**WHAT IS REQUIRED**
Repeat every record exactly.

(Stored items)
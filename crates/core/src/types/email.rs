//! Email address type.

use core::fmt;

use serde::{Deserialize, Serialize};

/// Errors that can occur when parsing an [`Email`].
#[derive(thiserror::Error, Debug, Clone, PartialEq, Eq)]
pub enum EmailError {
    /// The input is empty (after trimming).
    #[error("email cannot be empty")]
    Empty,
    /// The input is too long.
    #[error("email must be at most {max} characters")]
    TooLong {
        /// Maximum allowed length.
        max: usize,
    },
    /// The input does not contain exactly one @ symbol.
    #[error("email must contain exactly one @ symbol")]
    AtSymbol,
    /// The local part (before @) is empty.
    #[error("email local part cannot be empty")]
    EmptyLocalPart,
    /// The domain part (after @) is empty.
    #[error("email domain cannot be empty")]
    EmptyDomain,
}

/// An email address, as typed into the signup form.
///
/// Surrounding whitespace is trimmed before validation. Comparison is exact:
/// two accounts whose emails differ only in case are different accounts.
///
/// ```
/// use bookpedia_core::Email;
///
/// assert_eq!(Email::parse("  reader@example.com ").unwrap().as_str(), "reader@example.com");
/// assert!(Email::parse("no-at-symbol").is_err());
/// assert!(Email::parse("a@b@c").is_err());
/// ```
#[derive(Debug, Clone, Serialize, Deserialize, PartialEq, Eq, Hash)]
#[serde(transparent)]
pub struct Email(String);

impl Email {
    /// Maximum length of an email address (RFC 5321).
    pub const MAX_LENGTH: usize = 254;

    /// Parse an `Email` from user input.
    ///
    /// # Errors
    ///
    /// Returns an [`EmailError`] describing the first rule the input breaks.
    pub fn parse(input: &str) -> Result<Self, EmailError> {
        let s = input.trim();
        if s.is_empty() {
            return Err(EmailError::Empty);
        }
        if s.len() > Self::MAX_LENGTH {
            return Err(EmailError::TooLong {
                max: Self::MAX_LENGTH,
            });
        }

        let mut parts = s.split('@');
        let (Some(local), Some(domain), None) = (parts.next(), parts.next(), parts.next()) else {
            return Err(EmailError::AtSymbol);
        };
        if local.is_empty() {
            return Err(EmailError::EmptyLocalPart);
        }
        if domain.is_empty() {
            return Err(EmailError::EmptyDomain);
        }

        Ok(Self(s.to_owned()))
    }

    /// Returns the email address as a string slice.
    #[must_use]
    pub fn as_str(&self) -> &str {
        &self.0
    }

    /// Consumes the `Email` and returns its inner string.
    #[must_use]
    pub fn into_inner(self) -> String {
        self.0
    }
}

impl fmt::Display for Email {
    fn fmt(&self, f: &mut fmt::Formatter<'_>) -> fmt::Result {
        f.write_str(&self.0)
    }
}

impl std::str::FromStr for Email {
    type Err = EmailError;

    fn from_str(s: &str) -> Result<Self, Self::Err> {
        Self::parse(s)
    }
}

impl AsRef<str> for Email {
    fn as_ref(&self) -> &str {
        &self.0
    }
}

**THE ANSWER**
filename crates/core/src/types/email.rs
//! Email address type.

use core::fmt;

use serde::{Deserialize, Serialize};

/// Errors that can occur when parsing an [`Email`].
#[derive(thiserror::Error, Debug, Clone, PartialEq, Eq)]
pub enum EmailError {
    /// The input is empty (after trimming).
    #[error("email cannot be empty")]
    Empty,
    /// The input is too long.
    #[error("email must be at most {max} characters")]
    TooLong {
        /// Maximum allowed length.
        max: usize,
    },
    /// The input does not contain exactly one @ symbol.
    #[error("email must contain exactly one @ symbol")]
    AtSymbol,
    /// The local part (before @) is empty.
    #[error("email local part cannot be empty")]
    EmptyLocalPart,
    /// The domain part (after @) is empty.
    #[error("email domain cannot be empty")]
    EmptyDomain,
}

/// An email address, as typed into the signup form.
///
/// Surrounding whitespace is trimmed before validation. Comparison is exact:
/// two accounts whose emails differ only in case are different accounts.
///
/// ```
/// use bookpedia_core::Email;
///
/// assert_eq!(Email::parse("  reader@example.com ").unwrap().as_str(), "reader@example.com");
/// assert!(Email::parse("no-at-symbol").is_err());
/// assert!(Email::parse("a@b@c").is_err());
/// ```
#[derive(Debug, Clone, Serialize, Deserialize, PartialEq, Eq, Hash)]
#[serde(transparent)]
pub struct Email(String);

impl Email {
    /// Maximum length of an email address (RFC 5321).
    pub const MAX_LENGTH: usize = 254;

    /// Parse an `Email` from user input.
    ///
    /// # Errors
    ///
    /// Returns an [`EmailError`] describing the first rule the input breaks.
    pub fn parse(input: &str) -> Result<Self, EmailError> {
        let s = input.trim();
        if s.is_empty() {
            return Err(EmailError::Empty);
        }
        if s.len() > Self::MAX_LENGTH {
            return Err(EmailError::TooLong {
                max: Self::MAX_LENGTH,
            });
        }

        let mut parts = s.split('@');
        let (Some(local), Some(domain), None) = (parts.next(), parts.next(), parts.next()) else {
            return Err(EmailError::AtSymbol);
        };
        if local.is_empty() {
            return Err(EmailError::EmptyLocalPart);
        }
        if domain.is_empty() {
            return Err(EmailError::EmptyDomain);
        }

        Ok(Self(s.to_owned()))
    }

    /// Returns the email address as a string slice.
    #[must_use]
    pub fn as_str(&self) -> &str {
        &self.0
    }

    /// Consumes the `Email` and returns its inner string.
    #[must_use]
    pub fn into_inner(self) -> String {
        self.0
    }
}

impl fmt::Display for Email {
    fn fmt(&self, f: &mut fmt::Formatter<'_>) -> fmt::Result {
        f.write_str(&self.0)
    }
}

impl std::str::FromStr for Email {
    type Err = EmailError;

    fn from_str(s: &str) -> Result<Self, Self::Err> {
        Self::parse(s)
    }
}

impl AsRef<str> for Email {
    fn as_ref(&self) -> &str {
        &self.0
    }
}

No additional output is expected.